Bad parts first (because I'm the type that likes to leave on a high note). I've been super stressed with school lately, be it being able to get my butt up and get to school in the AM, or knowing even WHERE or WHEN my classes are (one of the dates got changed, and I missed 2 classes, as I had no idea where to go or when). And then note taking, finals schedules, studying, blah blah blah. It's been tough. It's such a different system here, which I'm not criticizing, but it's not what i'm used to. It's to the point anymore where I hate school. No, seriously, I hate going to class. I haven't felt like this since I changed my degree.

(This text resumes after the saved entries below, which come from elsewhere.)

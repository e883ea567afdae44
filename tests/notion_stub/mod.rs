use std::sync::mpsc;
use std::sync::{Arc, Mutex};
use std::thread;
use std::time::Duration;

use serde_json::Value;

#[derive(Debug, Clone)]
pub struct NotionStubConfig {
    pub api_key: String,
    pub database_id: String,
    /// URLs of pages already present in the database.
    pub existing_urls: Vec<String>,
    /// Page titles whose creation is rejected.
    pub reject_titles: Vec<String>,
}

#[derive(Debug, Default, Clone)]
pub struct NotionStubLog {
    pub queries: Vec<Value>,
    pub created_pages: Vec<Value>,
    pub appended: Vec<(String, Value)>,
}

pub struct NotionStub {
    pub base_url: String,
    log: Arc<Mutex<NotionStubLog>>,
    shutdown_tx: Option<mpsc::Sender<()>>,
    handle: Option<thread::JoinHandle<()>>,
}

impl NotionStub {
    pub fn spawn(config: NotionStubConfig) -> Self {
        let server = tiny_http::Server::http("127.0.0.1:0").expect("start notion stub server");
        let addr = server.server_addr();
        let base_url = format!("http://{addr}/v1");
        let log = Arc::new(Mutex::new(NotionStubLog::default()));

        let (shutdown_tx, shutdown_rx) = mpsc::channel::<()>();
        let thread_log = Arc::clone(&log);

        let handle = thread::spawn(move || {
            loop {
                if shutdown_rx.try_recv().is_ok() {
                    break;
                }

                let mut request = match server.recv_timeout(Duration::from_millis(50)) {
                    Ok(Some(req)) => req,
                    Ok(None) => continue,
                    Err(_) => break,
                };

                let (status, body) = if !authorized(&request, &config.api_key) {
                    (401, error_body("unauthorized", "API token is invalid."))
                } else {
                    let mut raw = String::new();
                    let _ = request.as_reader().read_to_string(&mut raw);
                    let parsed = serde_json::from_str::<Value>(&raw).unwrap_or(Value::Null);
                    let path = request.url().to_string();
                    let mut log = thread_log.lock().expect("lock stub log");
                    route(&config, &mut log, request.method(), &path, parsed)
                };

                let header =
                    tiny_http::Header::from_bytes(&b"Content-Type"[..], &b"application/json"[..])
                        .expect("build header");
                let response = tiny_http::Response::from_string(body.to_string())
                    .with_status_code(status)
                    .with_header(header);
                let _ = request.respond(response);
            }
        });

        Self {
            base_url,
            log,
            shutdown_tx: Some(shutdown_tx),
            handle: Some(handle),
        }
    }

    pub fn log(&self) -> NotionStubLog {
        self.log.lock().expect("lock stub log").clone()
    }
}

impl Drop for NotionStub {
    fn drop(&mut self) {
        if let Some(tx) = self.shutdown_tx.take() {
            let _ = tx.send(());
        }
        if let Some(handle) = self.handle.take() {
            let _ = handle.join();
        }
    }
}

fn header(request: &tiny_http::Request, name: &'static str) -> Option<String> {
    request
        .headers()
        .iter()
        .find(|h| h.field.equiv(name))
        .map(|h| h.value.as_str().to_owned())
}

fn authorized(request: &tiny_http::Request, api_key: &str) -> bool {
    header(request, "Authorization").as_deref() == Some(format!("Bearer {api_key}").as_str())
        && header(request, "Notion-Version").is_some()
}

fn error_body(code: &str, message: &str) -> Value {
    serde_json::json!({ "object": "error", "code": code, "message": message })
}

fn route(
    config: &NotionStubConfig,
    log: &mut NotionStubLog,
    method: &tiny_http::Method,
    path: &str,
    body: Value,
) -> (u16, Value) {
    let query_path = format!("/v1/databases/{}/query", config.database_id);

    if method == &tiny_http::Method::Post && path == query_path {
        let needle = body
            .pointer("/filter/url/contains")
            .and_then(|v| v.as_str())
            .unwrap_or_default()
            .to_owned();
        log.queries.push(body);
        let results = config
            .existing_urls
            .iter()
            .filter(|url| url.contains(&needle))
            .map(|url| serde_json::json!({ "object": "page", "id": format!("existing-{url}") }))
            .collect::<Vec<_>>();
        return (200, serde_json::json!({ "object": "list", "results": results }));
    }

    if method == &tiny_http::Method::Post && path == "/v1/pages" {
        let title = body
            .pointer("/properties/Name/title/0/text/content")
            .and_then(|v| v.as_str())
            .unwrap_or_default();
        if config.reject_titles.iter().any(|t| t == title) {
            return (400, error_body("validation_error", "rejected by stub"));
        }
        log.created_pages.push(body);
        let id = format!("page-{}", log.created_pages.len());
        return (200, serde_json::json!({ "object": "page", "id": id }));
    }

    if method == &tiny_http::Method::Patch
        && let Some(rest) = path.strip_prefix("/v1/blocks/")
        && let Some(page_id) = rest.strip_suffix("/children")
    {
        log.appended.push((page_id.to_owned(), body));
        return (200, serde_json::json!({ "object": "list", "results": [] }));
    }

    (404, error_body("object_not_found", "no such route"))
}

I loved school, loved my classes, everything. I mean ok I like some of my classes, and the profs are pretty cool, actually, but I hate sitting through class. Some more than others. I don't feel like I'm being taught, I feel like I'm being talked at and I have to type or scribble as much info as I possibly can. So that's all been weighing on me.
And of course the Almighty Dollar. Yep. Problems there too. Now before I rant too much, I know there's been some irresponsible spending or whatever on my behalf, but that said, I'm really mad now, because I'm out $300. First off, I've been trying to pay this damn credit card, without my dad paying what he owes me. Joy, right? There goes $150, and now i'm going to have to call them and say "look I can't afford this and here's why." Ugh, I'm NOT looking forward to this. Seriously. I'm stressed enough with my classes, I don't need to worry about paying my phone bill (I went on a phone plan, versus a prepay. They let me shut it off when I leave, and no extra charges. I went nuts this month on my phone bill, oops, but I think I got all the irresponsible texting done hahaha! Just staying within my plan now), and having food. But on a good note, I got a HUGE care package (2 boxes) from my aunt and uncle in Kentucky. I have food for a while now. INCLUDING CRUNCHY AND CREAMY PEANUT BUTTER! hahaha. And Ramen, and Chef Boyardee.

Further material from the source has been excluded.